__Data excerpts__.
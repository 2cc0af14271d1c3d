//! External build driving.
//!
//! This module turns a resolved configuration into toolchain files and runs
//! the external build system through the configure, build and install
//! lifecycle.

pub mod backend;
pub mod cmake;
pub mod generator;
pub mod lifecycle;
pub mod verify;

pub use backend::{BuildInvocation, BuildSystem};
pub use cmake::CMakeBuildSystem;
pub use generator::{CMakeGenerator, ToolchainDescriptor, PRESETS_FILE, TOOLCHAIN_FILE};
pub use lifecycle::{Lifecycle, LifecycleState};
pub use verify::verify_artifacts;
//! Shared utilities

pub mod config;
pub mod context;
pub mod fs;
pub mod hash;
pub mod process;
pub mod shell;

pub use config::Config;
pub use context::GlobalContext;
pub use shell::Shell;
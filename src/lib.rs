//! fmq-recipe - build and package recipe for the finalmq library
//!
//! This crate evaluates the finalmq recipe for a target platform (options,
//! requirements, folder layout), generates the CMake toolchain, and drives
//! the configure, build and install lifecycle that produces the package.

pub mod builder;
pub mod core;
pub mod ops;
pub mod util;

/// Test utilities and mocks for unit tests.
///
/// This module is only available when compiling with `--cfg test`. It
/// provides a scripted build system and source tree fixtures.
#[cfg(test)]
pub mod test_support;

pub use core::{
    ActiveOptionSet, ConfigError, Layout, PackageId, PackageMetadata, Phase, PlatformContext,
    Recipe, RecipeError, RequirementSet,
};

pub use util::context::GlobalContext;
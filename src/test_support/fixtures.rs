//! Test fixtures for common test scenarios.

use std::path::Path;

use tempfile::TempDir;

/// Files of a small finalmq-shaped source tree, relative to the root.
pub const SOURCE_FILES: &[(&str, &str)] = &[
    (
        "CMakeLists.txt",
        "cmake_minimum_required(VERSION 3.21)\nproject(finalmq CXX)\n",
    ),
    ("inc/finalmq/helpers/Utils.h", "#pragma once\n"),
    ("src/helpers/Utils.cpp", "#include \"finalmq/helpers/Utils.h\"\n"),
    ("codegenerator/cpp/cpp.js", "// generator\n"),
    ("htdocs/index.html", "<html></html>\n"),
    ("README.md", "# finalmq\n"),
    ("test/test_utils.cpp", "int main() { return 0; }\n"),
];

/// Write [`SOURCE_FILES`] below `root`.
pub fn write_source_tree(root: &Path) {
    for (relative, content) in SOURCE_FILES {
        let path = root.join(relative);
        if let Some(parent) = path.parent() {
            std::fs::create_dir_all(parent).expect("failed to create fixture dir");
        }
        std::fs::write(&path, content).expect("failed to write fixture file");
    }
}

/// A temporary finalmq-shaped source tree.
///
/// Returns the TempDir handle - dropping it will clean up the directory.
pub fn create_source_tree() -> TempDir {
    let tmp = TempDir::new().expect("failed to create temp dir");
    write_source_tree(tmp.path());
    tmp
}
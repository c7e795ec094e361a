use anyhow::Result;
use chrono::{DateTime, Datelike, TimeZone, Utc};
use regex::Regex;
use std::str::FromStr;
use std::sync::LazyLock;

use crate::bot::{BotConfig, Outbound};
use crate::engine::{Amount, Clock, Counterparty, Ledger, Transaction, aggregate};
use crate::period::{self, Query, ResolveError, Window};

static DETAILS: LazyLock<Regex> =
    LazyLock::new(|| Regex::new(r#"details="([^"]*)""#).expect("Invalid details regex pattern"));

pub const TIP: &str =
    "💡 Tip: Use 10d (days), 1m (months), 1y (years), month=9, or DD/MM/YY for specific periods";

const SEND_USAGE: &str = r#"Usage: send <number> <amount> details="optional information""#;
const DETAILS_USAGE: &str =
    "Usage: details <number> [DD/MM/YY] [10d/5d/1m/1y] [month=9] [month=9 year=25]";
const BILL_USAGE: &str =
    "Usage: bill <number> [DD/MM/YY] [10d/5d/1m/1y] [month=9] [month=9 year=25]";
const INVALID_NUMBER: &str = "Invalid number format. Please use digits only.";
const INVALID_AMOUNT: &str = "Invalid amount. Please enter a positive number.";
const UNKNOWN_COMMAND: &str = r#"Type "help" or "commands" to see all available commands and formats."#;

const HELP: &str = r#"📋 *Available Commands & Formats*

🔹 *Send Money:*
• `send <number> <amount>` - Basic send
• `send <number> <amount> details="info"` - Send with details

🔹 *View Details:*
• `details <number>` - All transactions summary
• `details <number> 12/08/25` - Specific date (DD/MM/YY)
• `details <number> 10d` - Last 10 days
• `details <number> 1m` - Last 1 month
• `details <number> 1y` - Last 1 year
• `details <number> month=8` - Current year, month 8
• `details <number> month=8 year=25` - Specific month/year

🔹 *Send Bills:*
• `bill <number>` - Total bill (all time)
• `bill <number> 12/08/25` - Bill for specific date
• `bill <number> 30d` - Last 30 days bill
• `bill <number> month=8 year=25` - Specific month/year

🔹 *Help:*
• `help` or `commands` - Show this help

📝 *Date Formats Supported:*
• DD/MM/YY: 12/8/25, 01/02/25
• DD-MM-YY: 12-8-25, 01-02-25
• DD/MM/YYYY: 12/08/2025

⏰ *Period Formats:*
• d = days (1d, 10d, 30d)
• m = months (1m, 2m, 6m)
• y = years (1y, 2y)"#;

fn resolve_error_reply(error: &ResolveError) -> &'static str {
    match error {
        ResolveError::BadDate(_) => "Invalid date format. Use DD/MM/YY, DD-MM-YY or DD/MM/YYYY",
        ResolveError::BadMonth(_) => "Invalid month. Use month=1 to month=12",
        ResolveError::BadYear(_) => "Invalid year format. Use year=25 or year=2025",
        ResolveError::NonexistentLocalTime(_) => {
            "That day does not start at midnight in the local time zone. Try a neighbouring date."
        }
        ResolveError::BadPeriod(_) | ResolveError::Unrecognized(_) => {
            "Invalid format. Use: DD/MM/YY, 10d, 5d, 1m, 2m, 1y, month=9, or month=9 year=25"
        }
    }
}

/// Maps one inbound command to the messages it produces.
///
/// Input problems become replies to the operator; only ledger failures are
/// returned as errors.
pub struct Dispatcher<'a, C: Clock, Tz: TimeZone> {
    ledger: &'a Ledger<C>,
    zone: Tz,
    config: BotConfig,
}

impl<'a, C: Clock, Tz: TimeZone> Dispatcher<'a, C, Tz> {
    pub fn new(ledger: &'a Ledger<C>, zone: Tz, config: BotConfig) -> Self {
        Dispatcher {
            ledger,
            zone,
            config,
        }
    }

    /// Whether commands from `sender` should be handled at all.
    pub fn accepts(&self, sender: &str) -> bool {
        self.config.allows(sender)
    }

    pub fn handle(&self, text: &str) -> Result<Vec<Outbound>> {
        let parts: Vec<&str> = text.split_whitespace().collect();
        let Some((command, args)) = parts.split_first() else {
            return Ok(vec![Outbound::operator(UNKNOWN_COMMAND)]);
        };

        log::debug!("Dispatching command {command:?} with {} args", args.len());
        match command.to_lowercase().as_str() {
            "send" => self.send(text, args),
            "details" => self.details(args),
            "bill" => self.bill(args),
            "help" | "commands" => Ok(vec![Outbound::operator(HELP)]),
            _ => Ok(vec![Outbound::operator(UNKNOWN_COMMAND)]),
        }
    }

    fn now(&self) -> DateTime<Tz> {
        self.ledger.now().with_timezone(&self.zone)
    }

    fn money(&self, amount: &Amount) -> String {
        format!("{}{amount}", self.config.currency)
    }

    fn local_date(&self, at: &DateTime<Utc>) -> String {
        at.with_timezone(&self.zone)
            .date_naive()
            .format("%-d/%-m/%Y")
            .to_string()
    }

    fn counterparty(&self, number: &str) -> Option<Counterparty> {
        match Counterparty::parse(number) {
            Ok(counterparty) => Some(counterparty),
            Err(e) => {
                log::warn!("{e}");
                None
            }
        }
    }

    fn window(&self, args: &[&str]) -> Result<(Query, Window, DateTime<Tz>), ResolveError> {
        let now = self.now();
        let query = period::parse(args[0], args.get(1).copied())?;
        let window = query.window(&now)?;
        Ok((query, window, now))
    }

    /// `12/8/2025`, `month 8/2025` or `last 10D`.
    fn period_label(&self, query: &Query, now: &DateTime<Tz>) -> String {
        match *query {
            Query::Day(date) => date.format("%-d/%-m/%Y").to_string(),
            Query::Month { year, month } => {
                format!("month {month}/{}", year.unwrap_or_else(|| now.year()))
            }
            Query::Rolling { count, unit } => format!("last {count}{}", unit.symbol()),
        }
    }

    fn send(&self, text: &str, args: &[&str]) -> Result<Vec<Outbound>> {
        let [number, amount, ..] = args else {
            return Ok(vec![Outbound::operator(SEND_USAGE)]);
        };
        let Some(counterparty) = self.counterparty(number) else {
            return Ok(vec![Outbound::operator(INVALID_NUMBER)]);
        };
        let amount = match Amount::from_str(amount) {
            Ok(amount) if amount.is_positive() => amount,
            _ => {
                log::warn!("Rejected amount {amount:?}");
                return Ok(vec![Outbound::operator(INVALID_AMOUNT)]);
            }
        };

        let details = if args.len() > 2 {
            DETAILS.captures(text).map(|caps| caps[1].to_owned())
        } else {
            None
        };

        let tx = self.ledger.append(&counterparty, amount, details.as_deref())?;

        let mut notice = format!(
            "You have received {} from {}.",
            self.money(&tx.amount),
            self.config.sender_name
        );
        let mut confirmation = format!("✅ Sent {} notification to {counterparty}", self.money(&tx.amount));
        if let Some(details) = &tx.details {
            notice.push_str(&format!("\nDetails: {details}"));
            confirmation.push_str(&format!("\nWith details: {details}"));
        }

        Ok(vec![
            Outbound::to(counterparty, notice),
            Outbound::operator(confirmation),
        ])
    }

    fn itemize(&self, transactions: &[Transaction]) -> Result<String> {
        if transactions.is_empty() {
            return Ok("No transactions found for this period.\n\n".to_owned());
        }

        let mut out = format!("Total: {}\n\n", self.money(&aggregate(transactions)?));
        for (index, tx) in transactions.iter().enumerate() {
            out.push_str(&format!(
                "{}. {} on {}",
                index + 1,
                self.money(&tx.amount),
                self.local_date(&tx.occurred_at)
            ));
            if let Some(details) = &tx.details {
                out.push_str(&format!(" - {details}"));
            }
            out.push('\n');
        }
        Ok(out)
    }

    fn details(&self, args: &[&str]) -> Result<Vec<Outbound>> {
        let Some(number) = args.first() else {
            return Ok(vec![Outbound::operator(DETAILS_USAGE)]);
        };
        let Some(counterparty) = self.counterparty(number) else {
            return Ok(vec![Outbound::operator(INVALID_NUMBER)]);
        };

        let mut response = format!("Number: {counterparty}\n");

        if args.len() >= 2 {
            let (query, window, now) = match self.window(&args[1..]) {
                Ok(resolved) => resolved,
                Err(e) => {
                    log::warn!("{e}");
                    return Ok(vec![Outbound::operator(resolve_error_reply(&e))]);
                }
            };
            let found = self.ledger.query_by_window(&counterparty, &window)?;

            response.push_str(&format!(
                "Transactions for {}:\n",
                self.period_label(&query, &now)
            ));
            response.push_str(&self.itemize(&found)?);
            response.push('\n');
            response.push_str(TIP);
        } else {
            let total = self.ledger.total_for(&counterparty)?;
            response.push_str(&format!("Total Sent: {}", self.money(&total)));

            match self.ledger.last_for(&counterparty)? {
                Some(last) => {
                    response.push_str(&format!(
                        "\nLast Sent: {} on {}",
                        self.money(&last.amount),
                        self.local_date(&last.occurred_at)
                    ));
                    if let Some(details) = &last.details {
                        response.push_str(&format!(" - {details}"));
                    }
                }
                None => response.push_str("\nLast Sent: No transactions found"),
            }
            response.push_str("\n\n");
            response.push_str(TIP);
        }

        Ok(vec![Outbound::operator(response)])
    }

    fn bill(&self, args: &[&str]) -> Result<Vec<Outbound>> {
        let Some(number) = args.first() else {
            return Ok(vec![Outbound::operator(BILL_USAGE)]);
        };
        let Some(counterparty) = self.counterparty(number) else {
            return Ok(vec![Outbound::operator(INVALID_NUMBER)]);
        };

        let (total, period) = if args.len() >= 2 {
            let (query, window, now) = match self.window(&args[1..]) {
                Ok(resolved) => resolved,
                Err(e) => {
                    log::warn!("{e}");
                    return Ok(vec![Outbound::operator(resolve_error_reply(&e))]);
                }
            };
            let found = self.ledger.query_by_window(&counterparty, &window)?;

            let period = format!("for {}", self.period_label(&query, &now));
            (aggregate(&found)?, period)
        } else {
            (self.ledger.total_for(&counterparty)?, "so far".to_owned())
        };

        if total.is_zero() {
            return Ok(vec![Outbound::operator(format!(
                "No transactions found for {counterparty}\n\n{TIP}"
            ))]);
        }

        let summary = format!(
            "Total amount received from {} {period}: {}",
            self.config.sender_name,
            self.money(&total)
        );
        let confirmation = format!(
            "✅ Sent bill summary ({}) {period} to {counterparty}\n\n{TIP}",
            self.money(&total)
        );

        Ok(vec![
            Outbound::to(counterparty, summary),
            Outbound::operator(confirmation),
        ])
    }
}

__Work request__.
Only the lines above from the line containing "bill <number> [DD/MM/YY]" through the line containing "const UNKNOWN_COMMAND: &str" should be retyped, exactly and with both ends included.

__Result of the exercise__.
    "Usage: bill <number> [DD/MM/YY] [10d/5d/1m/1y] [month=9] [month=9 year=25]";
const INVALID_NUMBER: &str = "Invalid number format. Please use digits only.";
const INVALID_AMOUNT: &str = "Invalid amount. Please enter a positive number.";
const UNKNOWN_COMMAND: &str = r#"Type "help" or "commands" to see all available commands and formats."#;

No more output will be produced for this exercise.